Demez olaydım, aslında 10 aldığım sınavdan kanaatle notumu 8 'e düşürmüştü Bekir öğretmenim. Belki inanmayacaksınız ama okkalı bir tokat yediğimde dizlerim tutmuyordu, başım dönerek sırama geçtim...
Özgür ise; 8 aldığı sınavdan sırf kendinden emin olduğundan mütevelld 10 almıştı ve birde ne övgüler, ne övgülerrr...
Anınızı okuyunca yazmadan edemedim, sevgiler şimdi 1 -2 saatliğine de olsa lise yıllarımda dolşır dururum ben...
Sevgiler...
Aynen Hocam, ben de matematik dersini sevmezdim. Başımın belasıydı. Herkesin bir öğrenme yetisi vardır. Buna göre de sonuca ulaşır. Zaten bizde öğrencinin yeteneğine göre yapılmıyor, dersler. Ondan sonra da hayatta hasbel kader bir şeyler olursak işte. Güzel bir anı. İyi ki yaşamışsınız. Saygılarımla
Afet Hanım,kutluyorum... Sizi ve de hassasiyetinizi...Bir öğretmen olarak hem üzüldüm,hem de sevindim. Ne yazık ki kıyıcı öğretmenler çoğunlukta hala,bunu üzülerek de olsa bir itiraf olarak söylüyorum.

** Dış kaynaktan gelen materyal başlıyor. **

use std::sync::Arc;

use axum::{
    extract::Extension,
    response::IntoResponse,
    routing::post,
    Json, Router,
};

use crate::app::errors;
use crate::app::state::AppServices;

pub fn router() -> Router {
    Router::new().route("/reset", post(reset_all_data))
}

/// Wipe clients, orders, and the financial ledger, and zero all stock.
/// Purchases are kept as an intake history.
pub async fn reset_all_data(
    Extension(services): Extension<Arc<AppServices>>,
) -> axum::response::Response {
    match services.ledger().reset_all_data() {
        Ok(summary) => Json(summary).into_response(),
        Err(e) => errors::ledger_error_to_response(e),
    }
}
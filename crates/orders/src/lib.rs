//! `husktrack-orders`
//!
//! **Responsibility:** sales and export order records and their status
//! lifecycle. The stock side effect of completing an order lives in
//! `husktrack-ledger`, not here; this crate only knows the rules.

pub mod order;

pub use order::{NewOrder, Order, OrderChannel, OrderStatus};
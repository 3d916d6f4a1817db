//! `husktrack-products`
//!
//! **Responsibility:** the fixed product catalog and the stock invariant.
//!
//! Products are keyed by a closed set of well-known SKUs, are never deleted,
//! and their stock quantity is mutated only through stock-adjustment
//! operations coordinated by `husktrack-ledger`.

pub mod product;

pub use product::{Product, ProductSku};
use axum::http::StatusCode;
use axum::response::IntoResponse;
use serde_json::json;

use husktrack_core::FieldErrors;
use husktrack_ledger::LedgerError;
use husktrack_store::StoreError;

/// Uniform failure envelope: `{ "error": code, "message": text }`, with a
/// `fields` detail map only for validation failures. Nothing propagates as an
/// unhandled fault; the submitting form stays open and the user resubmits.
pub fn json_error(
    status: StatusCode,
    code: &'static str,
    message: impl Into<String>,
) -> axum::response::Response {
    (
        status,
        axum::Json(json!({
            "error": code,
            "message": message.into(),
        })),
    )
        .into_response()
}

pub fn validation_error(fields: FieldErrors) -> axum::response::Response {
    (
        StatusCode::BAD_REQUEST,
        axum::Json(json!({
            "error": "validation_error",
            "message": fields.to_string(),
            "fields": fields,
        })),
    )
        .into_response()
}

pub fn ledger_error_to_response(err: LedgerError) -> axum::response::Response {
    match err {
        LedgerError::Validation(fields) => validation_error(fields),
        LedgerError::NotFound(msg) => json_error(StatusCode::NOT_FOUND, "not_found", msg),
        LedgerError::InsufficientStock { .. } => {
            json_error(StatusCode::UNPROCESSABLE_ENTITY, "insufficient_stock", err.to_string())
        }
        LedgerError::Conflict(msg) => json_error(StatusCode::CONFLICT, "conflict", msg),
        LedgerError::Domain(e) => {
            json_error(StatusCode::UNPROCESSABLE_ENTITY, "domain_error", e.to_string())
        }
        LedgerError::Store(e) => store_error_to_response(e),
    }
}

pub fn store_error_to_response(err: StoreError) -> axum::response::Response {
    match err {
        StoreError::Conflict(msg) => json_error(StatusCode::CONFLICT, "conflict", msg),
        StoreError::NotFound(msg) => json_error(StatusCode::NOT_FOUND, "not_found", msg),
        StoreError::Serialization(msg) => {
            json_error(StatusCode::INTERNAL_SERVER_ERROR, "serialization_error", msg)
        }
        StoreError::Unavailable(msg) => json_error(StatusCode::BAD_GATEWAY, "store_unavailable", msg),
    }
}
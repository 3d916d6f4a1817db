use serde::Serialize;
use std::sync::Arc;

use crate::document::{Collection, Document};
use crate::error::StoreError;

/// Optimistic concurrency expectation for one write, captured at read time.
#[derive(Debug, Copy, Clone, PartialEq, Eq)]
pub enum ExpectedRevision {
    /// Skip the check (plain, last-writer-wins update).
    Any,
    /// The document must not exist yet (insert).
    NoDocument,
    /// The document must still be at this exact revision.
    Revision(u64),
}

impl ExpectedRevision {
    pub fn matches(self, actual: Option<u64>) -> bool {
        match self {
            ExpectedRevision::Any => true,
            ExpectedRevision::NoDocument => actual.is_none(),
            ExpectedRevision::Revision(rev) => actual == Some(rev),
        }
    }
}

/// One write inside an atomic commit.
#[derive(Debug, Clone, PartialEq, Eq)]
pub struct Write {
    pub collection: Collection,
    pub id: String,
    pub payload: serde_json::Value,
    pub expected: ExpectedRevision,
}

impl Write {
    /// Build a write from a typed record.
    pub fn put<T: Serialize>(
        collection: Collection,
        id: impl Into<String>,
        record: &T,
        expected: ExpectedRevision,
    ) -> Result<Self, StoreError> {
        let id = id.into();
        let payload = serde_json::to_value(record).map_err(|e| {
            StoreError::Serialization(format!("document '{id}': {e}"))
        })?;
        Ok(Self {
            collection,
            id,
            payload,
            expected,
        })
    }

    /// Insert: the document must not exist yet.
    pub fn insert<T: Serialize>(
        collection: Collection,
        id: impl Into<String>,
        record: &T,
    ) -> Result<Self, StoreError> {
        Self::put(collection, id, record, ExpectedRevision::NoDocument)
    }
}

/// Transactional key-document store.
///
/// Collections of revisioned JSON documents plus one atomic multi-write
/// `commit`. The commit is the host database's transaction primitive: every
/// write carries an [`ExpectedRevision`] captured when the caller read the
/// document, all expectations are validated against current state, and either
/// **all** writes apply or none do. A failed expectation is a
/// [`StoreError::Conflict`] and leaves no partial writes visible.
///
/// Isolation holds per commit against concurrent commits touching the same
/// documents; no ordering guarantee exists across different documents or
/// across plain (`ExpectedRevision::Any`) writes racing reads elsewhere.
///
/// Implementations must:
/// - validate every expectation before applying anything (all or nothing),
/// - assign revisions monotonically per document (starting at 1),
/// - never retry internally (callers resubmit manually).
pub trait DocumentStore: Send + Sync {
    /// Read one document.
    fn get(&self, collection: Collection, id: &str) -> Result<Option<Document>, StoreError>;

    /// Read a whole collection (order unspecified).
    fn list(&self, collection: Collection) -> Result<Vec<Document>, StoreError>;

    /// Apply a batch of conditional writes atomically.
    fn commit(&self, writes: Vec<Write>) -> Result<(), StoreError>;

    /// Delete every document in a collection. Best-effort batch; not part of
    /// any cross-collection transaction. Returns the number deleted.
    fn clear(&self, collection: Collection) -> Result<u64, StoreError>;

    /// Plain unconditional single-document write (no revision check).
    fn put_plain(
        &self,
        collection: Collection,
        id: &str,
        payload: serde_json::Value,
    ) -> Result<(), StoreError> {
        self.commit(vec![Write {
            collection,
            id: id.to_string(),
            payload,
            expected: ExpectedRevision::Any,
        }])
    }
}

impl<S> DocumentStore for Arc<S>
where
    S: DocumentStore + ?Sized,
{
    fn get(&self, collection: Collection, id: &str) -> Result<Option<Document>, StoreError> {
        (**self).get(collection, id)
    }

    fn list(&self, collection: Collection) -> Result<Vec<Document>, StoreError> {
        (**self).list(collection)
    }

    fn commit(&self, writes: Vec<Write>) -> Result<(), StoreError> {
        (**self).commit(writes)
    }

    fn clear(&self, collection: Collection) -> Result<u64, StoreError> {
        (**self).clear(collection)
    }
}
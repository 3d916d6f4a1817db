//! HTTP application wiring (axum router + service wiring).
//!
//! Layout:
//! - `state.rs`: store/coordinator/generator wiring and typed read helpers
//! - `routes/`: HTTP routes + handlers (one file per domain area)
//! - `dto.rs`: request DTOs and boundary parsing into validated inputs
//! - `errors.rs`: the uniform error envelope

use std::sync::Arc;

use axum::{Extension, Router};

pub mod dto;
pub mod errors;
pub mod routes;
pub mod state;

/// Build the full HTTP router (public entrypoint used by `main.rs` and the
/// black-box tests). Owns store setup and product-catalog seeding.
pub fn build_app() -> anyhow::Result<Router> {
    let services = Arc::new(state::AppServices::new_in_memory()?);
    Ok(routes::router().layer(Extension(services)))
}
use chrono::{DateTime, Utc};
use serde::{Deserialize, Serialize};

use husktrack_core::{ClientId, FieldErrors, PurchaseId};
use husktrack_products::ProductSku;

/// Whether the supplier has been paid for a purchase.
#[derive(Debug, Clone, Copy, PartialEq, Eq, Serialize, Deserialize)]
#[serde(rename_all = "lowercase")]
pub enum PaymentStatus {
    Paid,
    Pending,
}

/// A coconut purchase: raw-material intake from a supplier.
#[derive(Debug, Clone, PartialEq, Eq, Serialize, Deserialize)]
pub struct Purchase {
    pub id: PurchaseId,
    pub supplier_id: ClientId,
    pub sku: ProductSku,
    pub quantity: i64,
    /// Price per unit, smallest currency unit.
    pub unit_price: i64,
    pub payment_status: PaymentStatus,
    pub created_at: DateTime<Utc>,
}

impl Purchase {
    /// Total cost, smallest currency unit. Recorded in the financial ledger
    /// as a negative (expense) amount.
    pub fn total_cost(&self) -> i64 {
        self.quantity.saturating_mul(self.unit_price)
    }
}

/// Boundary input for recording a purchase, validated before any write.
#[derive(Debug, Clone, PartialEq, Eq, Serialize, Deserialize)]
pub struct NewPurchase {
    pub supplier_id: ClientId,
    pub sku: ProductSku,
    pub quantity: i64,
    pub unit_price: i64,
    pub payment_status: PaymentStatus,
}

impl NewPurchase {
    pub fn into_purchase(
        self,
        id: PurchaseId,
        now: DateTime<Utc>,
    ) -> Result<Purchase, FieldErrors> {
        let mut errors = FieldErrors::new();

        if self.quantity <= 0 {
            errors.push("quantity", "quantity must be positive");
        }
        if self.unit_price <= 0 {
            errors.push("unit_price", "unit_price must be positive");
        }

        errors.into_result(Purchase {
            id,
            supplier_id: self.supplier_id,
            sku: self.sku,
            quantity: self.quantity,
            unit_price: self.unit_price,
            payment_status: self.payment_status,
            created_at: now,
        })
    }
}
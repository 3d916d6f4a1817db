//! Tracing/logging initialization.

use tracing_subscriber::EnvFilter;

/// Initialize tracing/logging for the process.
///
/// JSON lines with timestamps, filtered via `RUST_LOG` (default `info`).
/// Safe to call multiple times; subsequent calls are no-ops, which keeps
/// test binaries that spin up the full app from panicking.
pub fn init() {
    let filter = EnvFilter::try_from_default_env().unwrap_or_else(|_| EnvFilter::new("info"));

    let _ = tracing_subscriber::fmt()
        .with_env_filter(filter)
        .json()
        .with_timer(tracing_subscriber::fmt::time::SystemTime)
        .with_target(false)
        .try_init();
}
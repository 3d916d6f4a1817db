//! Domain error model.

use thiserror::Error;

/// Result type used across the domain layer.
pub type DomainResult<T> = Result<T, DomainError>;

/// Domain-level error.
///
/// Keep this focused on deterministic business failures (validation,
/// invariants, missing preconditions). Infrastructure concerns belong in the
/// store layer.
#[derive(Debug, Error, Clone, PartialEq, Eq)]
pub enum DomainError {
    /// A value failed validation (e.g. malformed input).
    #[error("validation failed: {0}")]
    Validation(String),

    /// A domain invariant was violated.
    #[error("invariant violated: {0}")]
    InvariantViolation(String),

    /// An identifier was invalid (e.g. parse failure).
    #[error("invalid identifier: {0}")]
    InvalidId(String),

    /// A referenced record does not exist (precondition failure).
    #[error("not found: {0}")]
    NotFound(String),
}

impl DomainError {
    pub fn validation(msg: impl Into<String>) -> Self {
        Self::Validation(msg.into())
    }

    pub fn invariant(msg: impl Into<String>) -> Self {
        Self::InvariantViolation(msg.into())
    }

    pub fn invalid_id(msg: impl Into<String>) -> Self {
        Self::InvalidId(msg.into())
    }

    pub fn not_found(msg: impl Into<String>) -> Self {
        Self::NotFound(msg.into())
    }
}
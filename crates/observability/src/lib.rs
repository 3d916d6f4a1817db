//! `husktrack-observability`
//!
//! **Responsibility:** process-wide tracing/logging setup.

mod tracing_init;

pub use tracing_init::init;
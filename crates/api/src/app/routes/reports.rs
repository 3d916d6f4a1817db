use std::sync::Arc;

use axum::{
    extract::{Extension, Query},
    http::StatusCode,
    response::IntoResponse,
    routing::{get, post},
    Json, Router,
};
use chrono::{DateTime, Datelike, Utc};
use serde::Deserialize;

use husktrack_ai::{self as ai, FinanceSnapshot, MonthSnapshot, NarrativeError, NarrativeRequest};
use husktrack_finance::{FinancialTransaction, MonthlyBreakdown, ReportData, ReportRange};
use husktrack_store::Collection;

use crate::app::dto;
use crate::app::errors;
use crate::app::state::AppServices;

pub fn router() -> Router {
    Router::new()
        .route("/rows", get(report_rows))
        .route("/narrative", post(narrative))
}

#[derive(Debug, Deserialize)]
pub struct RangeQuery {
    /// RFC3339 timestamps, inclusive on both ends.
    pub from: String,
    pub to: String,
}

/// Ledger rows for a date range, shaped for the external PDF renderer.
pub async fn report_rows(
    Extension(services): Extension<Arc<AppServices>>,
    Query(query): Query<RangeQuery>,
) -> axum::response::Response {
    let from: DateTime<Utc> = match query.from.parse() {
        Ok(v) => v,
        Err(_) => {
            return errors::json_error(StatusCode::BAD_REQUEST, "invalid_range", "'from' must be RFC3339")
        }
    };
    let to: DateTime<Utc> = match query.to.parse() {
        Ok(v) => v,
        Err(_) => {
            return errors::json_error(StatusCode::BAD_REQUEST, "invalid_range", "'to' must be RFC3339")
        }
    };
    if from > to {
        return errors::json_error(StatusCode::BAD_REQUEST, "invalid_range", "'from' is after 'to'");
    }

    let transactions =
        match services.list_records::<FinancialTransaction>(Collection::FinancialTransactions) {
            Ok(v) => v,
            Err(e) => return errors::store_error_to_response(e),
        };

    let report = ReportData::assemble("Ledger report", ReportRange { from, to }, &transactions);
    Json(report).into_response()
}

/// Narrative analysis of the business figures. The ledger context is built
/// server-side; the caller only supplies the question.
pub async fn narrative(
    Extension(services): Extension<Arc<AppServices>>,
    Json(body): Json<dto::NarrativeRequestBody>,
) -> axum::response::Response {
    let year = body.year.unwrap_or_else(|| Utc::now().year());
    let transactions =
        match services.list_records::<FinancialTransaction>(Collection::FinancialTransactions) {
            Ok(v) => v,
            Err(e) => return errors::store_error_to_response(e),
        };

    let breakdown = MonthlyBreakdown::for_year(&transactions, year);
    let (total_income, total_expenses) = breakdown.totals();
    let snapshot = FinanceSnapshot {
        total_income,
        total_expenses,
        net: total_income - total_expenses,
        months: breakdown
            .map(|m| MonthSnapshot {
                month: m.month,
                sales: m.sales,
                expenses: m.expenses,
            })
            .collect(),
    };

    let request = NarrativeRequest {
        question: body.question,
    };
    match ai::summarize(services.generator(), &snapshot, &request) {
        Ok(summary) => Json(summary).into_response(),
        Err(NarrativeError::EmptyQuestion) => {
            errors::json_error(StatusCode::BAD_REQUEST, "empty_question", "question cannot be empty")
        }
        Err(e @ NarrativeError::GenerationFailed(_)) => {
            errors::json_error(StatusCode::BAD_GATEWAY, "generation_failed", e.to_string())
        }
    }
}
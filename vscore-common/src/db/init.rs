//! Database initialization
//!
//! Creates every table the services touch if it does not exist yet:
//! - upstream source tables (owned by the record store, never written by the pipeline)
//! - `vulnerability_records`, the pipeline's result table
//! - `settings` and `model_snapshots`
//!
//! All statements are idempotent; calling [`init_database`] on an existing
//! database only fills in missing tables and NULL/missing settings.

use crate::Result;
use sqlx::sqlite::{SqliteConnectOptions, SqliteJournalMode, SqlitePoolOptions, SqliteSynchronous};
use sqlx::SqlitePool;
use std::path::Path;
use std::time::Duration;
use tracing::info;

/// Live result table read by the report service
pub const RESULT_TABLE: &str = "vulnerability_records";

/// Staging table the pipeline fills before swapping it into place
pub const SHADOW_TABLE: &str = "vulnerability_records_shadow";

/// Pool size for read-write service pools
const MAX_CONNECTIONS: u32 = 8;

/// Initialize database connection and create tables if needed
///
/// Runs in two phases: a single-connection bootstrap pool creates the schema
/// and default settings, then the service pool is opened with the busy
/// timeout and acquire timeout read back from `settings`.
pub async fn init_database(db_path: &Path) -> Result<SqlitePool> {
    let newly_created = !db_path.exists();

    if let Some(parent) = db_path.parent() {
        std::fs::create_dir_all(parent)?;
    }

    let base_options = SqliteConnectOptions::new()
        .filename(db_path)
        .create_if_missing(true)
        .foreign_keys(true)
        .journal_mode(SqliteJournalMode::Wal)
        .synchronous(SqliteSynchronous::Normal);

    let bootstrap = SqlitePoolOptions::new()
        .max_connections(1)
        .connect_with(base_options.clone().busy_timeout(Duration::from_millis(5000)))
        .await?;

    if newly_created {
        info!("Initialized new database: {}", db_path.display());
    } else {
        info!("Opened existing database: {}", db_path.display());
    }

    init_schema(&bootstrap).await?;
    crate::db::settings::init_default_settings(&bootstrap).await?;

    let lock_retry_ms: u64 =
        crate::db::settings::get_setting(&bootstrap, "db_lock_retry_ms", 250).await?;
    let max_lock_wait_ms: u64 =
        crate::db::settings::get_setting(&bootstrap, "db_max_lock_wait_ms", 5000).await?;
    bootstrap.close().await;

    // WAL lets report readers keep reading the old result table while a
    // refresh is writing the shadow table.
    let pool = SqlitePoolOptions::new()
        .max_connections(MAX_CONNECTIONS)
        .min_connections(1)
        .acquire_timeout(Duration::from_millis(max_lock_wait_ms.max(lock_retry_ms)))
        .connect_with(base_options.busy_timeout(Duration::from_millis(lock_retry_ms)))
        .await?;

    info!(
        "Database pool ready: {} connections, busy_timeout={}ms",
        MAX_CONNECTIONS, lock_retry_ms
    );

    Ok(pool)
}

/// Create all tables and indexes (idempotent)
pub async fn init_schema(pool: &SqlitePool) -> Result<()> {
    // Upstream record store
    create_regions_table(pool).await?;
    create_households_table(pool).await?;
    create_history_tables(pool).await?;

    // Pipeline-owned
    crate::db::settings::create_settings_table(pool).await?;
    create_model_snapshots_table(pool).await?;
    create_result_table(pool).await?;

    Ok(())
}

async fn create_regions_table(pool: &SqlitePool) -> Result<()> {
    sqlx::query(
        r#"
        CREATE TABLE IF NOT EXISTS regions (
            region_id INTEGER PRIMARY KEY,
            name TEXT NOT NULL
        )
        "#,
    )
    .execute(pool)
    .await?;

    Ok(())
}

async fn create_households_table(pool: &SqlitePool) -> Result<()> {
    sqlx::query(
        r#"
        CREATE TABLE IF NOT EXISTS households (
            household_id TEXT PRIMARY KEY,
            family_card_no TEXT,
            head_name TEXT,
            address TEXT,
            region_id INTEGER REFERENCES regions(region_id),
            national_rank INTEGER,
            inactive INTEGER
        )
        "#,
    )
    .execute(pool)
    .await?;

    sqlx::query("CREATE INDEX IF NOT EXISTS idx_households_region ON households(region_id)")
        .execute(pool)
        .await?;

    Ok(())
}

/// Per-household history tables; every one is keyed by `household_id`
async fn create_history_tables(pool: &SqlitePool) -> Result<()> {
    let statements = [
        r#"
        CREATE TABLE IF NOT EXISTS decile_history (
            id INTEGER PRIMARY KEY AUTOINCREMENT,
            household_id TEXT NOT NULL REFERENCES households(household_id) ON DELETE CASCADE,
            decile INTEGER NOT NULL
        )
        "#,
        r#"
        CREATE TABLE IF NOT EXISTS household_members (
            id INTEGER PRIMARY KEY AUTOINCREMENT,
            household_id TEXT NOT NULL REFERENCES households(household_id) ON DELETE CASCADE,
            name TEXT
        )
        "#,
        r#"
        CREATE TABLE IF NOT EXISTS household_assets (
            id INTEGER PRIMARY KEY AUTOINCREMENT,
            household_id TEXT NOT NULL REFERENCES households(household_id) ON DELETE CASCADE,
            asset_type_id INTEGER NOT NULL,
            amount REAL
        )
        "#,
        r#"
        CREATE TABLE IF NOT EXISTS bpnt_history (
            id INTEGER PRIMARY KEY AUTOINCREMENT,
            household_id TEXT NOT NULL REFERENCES households(household_id) ON DELETE CASCADE,
            period_label TEXT
        )
        "#,
        r#"
        CREATE TABLE IF NOT EXISTS pkh_history (
            id INTEGER PRIMARY KEY AUTOINCREMENT,
            household_id TEXT NOT NULL REFERENCES households(household_id) ON DELETE CASCADE,
            period_label TEXT
        )
        "#,
    ];

    for statement in statements {
        sqlx::query(statement).execute(pool).await?;
    }

    for table in [
        "decile_history",
        "household_members",
        "household_assets",
        "bpnt_history",
        "pkh_history",
    ] {
        sqlx::query(&format!(
            "CREATE INDEX IF NOT EXISTS idx_{table}_household ON {table}(household_id)"
        ))
        .execute(pool)
        .await?;
    }

    Ok(())
}

async fn create_model_snapshots_table(pool: &SqlitePool) -> Result<()> {
    sqlx::query(
        r#"
        CREATE TABLE IF NOT EXISTS model_snapshots (
            snapshot_id TEXT PRIMARY KEY,
            created_at TEXT NOT NULL,
            artifact TEXT NOT NULL
        )
        "#,
    )
    .execute(pool)
    .await?;

    Ok(())
}

async fn create_result_table(pool: &SqlitePool) -> Result<()> {
    sqlx::query(&result_table_ddl(RESULT_TABLE))
        .execute(pool)
        .await?;

    for statement in result_index_ddl() {
        sqlx::query(statement).execute(pool).await?;
    }

    Ok(())
}

/// `CREATE TABLE` statement for a result table with the given name
///
/// Used for both the live table and the shadow table so the two always
/// share one column layout.
pub fn result_table_ddl(table: &str) -> String {
    format!(
        r#"
        CREATE TABLE IF NOT EXISTS {table} (
            household_id TEXT PRIMARY KEY,
            cluster_id INTEGER NOT NULL,
            severity_label TEXT NOT NULL
                CHECK (severity_label IN ('Very Vulnerable', 'Vulnerable', 'Not Vulnerable')),
            base_score INTEGER NOT NULL,
            final_score INTEGER NOT NULL,
            region TEXT,
            income_decile REAL NOT NULL,
            national_rank INTEGER NOT NULL,
            dependents INTEGER NOT NULL,
            asset_high REAL NOT NULL,
            asset_medium REAL NOT NULL,
            asset_low REAL NOT NULL,
            bpnt_period TEXT,
            pkh_period TEXT,
            bpnt_penalty INTEGER NOT NULL DEFAULT 0,
            pkh_penalty INTEGER NOT NULL DEFAULT 0,
            total_penalty INTEGER NOT NULL CHECK (total_penalty BETWEEN 0 AND 80),
            snapshot_id TEXT
        )
        "#
    )
}

/// Index statements for the live result table
pub fn result_index_ddl() -> [&'static str; 3] {
    [
        "CREATE INDEX IF NOT EXISTS idx_vulnerability_records_region ON vulnerability_records(region)",
        "CREATE INDEX IF NOT EXISTS idx_vulnerability_records_final_score ON vulnerability_records(final_score DESC)",
        "CREATE INDEX IF NOT EXISTS idx_vulnerability_records_label ON vulnerability_records(severity_label)",
    ]
}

Konu oldukça özgün... Ayrıntılar hassasiyetle işlenmiş.Hikayenizdeki anlatım ise, daha da özgün olabilirdi gibi geliyor bana... Biraz emek yanı zayıf olmuş sanki ... Sanattan emeği de esirgememeli...Sevgi ve saygılar...Örnek: ''...ayakta gözleri kapalı olarak duramamış olacağım ki sallanmaya başlamışım.'' yerine; ''...ayakta gözleri kapalı olarak duramamış olacağım ki yelde sallanan kavak misali sallanmaya başlamışım.''
Eğitimde ilginç sonuçlara güzel bir örnek Afet Abla...Ama çelişki de yok değil tabi...Böylesi bir zekanın sınıfta kalma ihtimalini düşünmesi...Bildiğinden emin olamaması izah bekleyen çelişkiler...Öğretmenlik hayatımda beklediği notun çok altı ve üstü tahminlerde bulunan öğrencilerim olmadı değil...Ama zeki öğrenciler çok yaklaşık sonuçlar söylemiştir hep...Her zaman istisnalar için bir yer vardır...Saygılarımla....
Afet İnce Kırat
EHVENCE
Lise 2. sınıfta Kimya dersinde aynı türden bir hatıram var. O günleri anımsadım.
Teşekkürler Afet Hanım.
İlk yarıda karneme 2 gelmişti Kimya. 2. yarıda öğretmenimiz değişti. Hem kimya öğrendim hem de sınıfımı doğrudan geçtim.
.........
Öğretmek de en az öğrenmek kadar önemli hatta daha önemli....
Selamlar
Gözüne acı yaş değmesin...
Afet İnce Kırat
Aynısı benim de başıma gelmişti ablam.
Orta okuldayken yaşlı bir edebiyat öğretmenimiz vardı Nihat Memik, nur içinde yatsın, Halide Edip'in öğrencisiydi.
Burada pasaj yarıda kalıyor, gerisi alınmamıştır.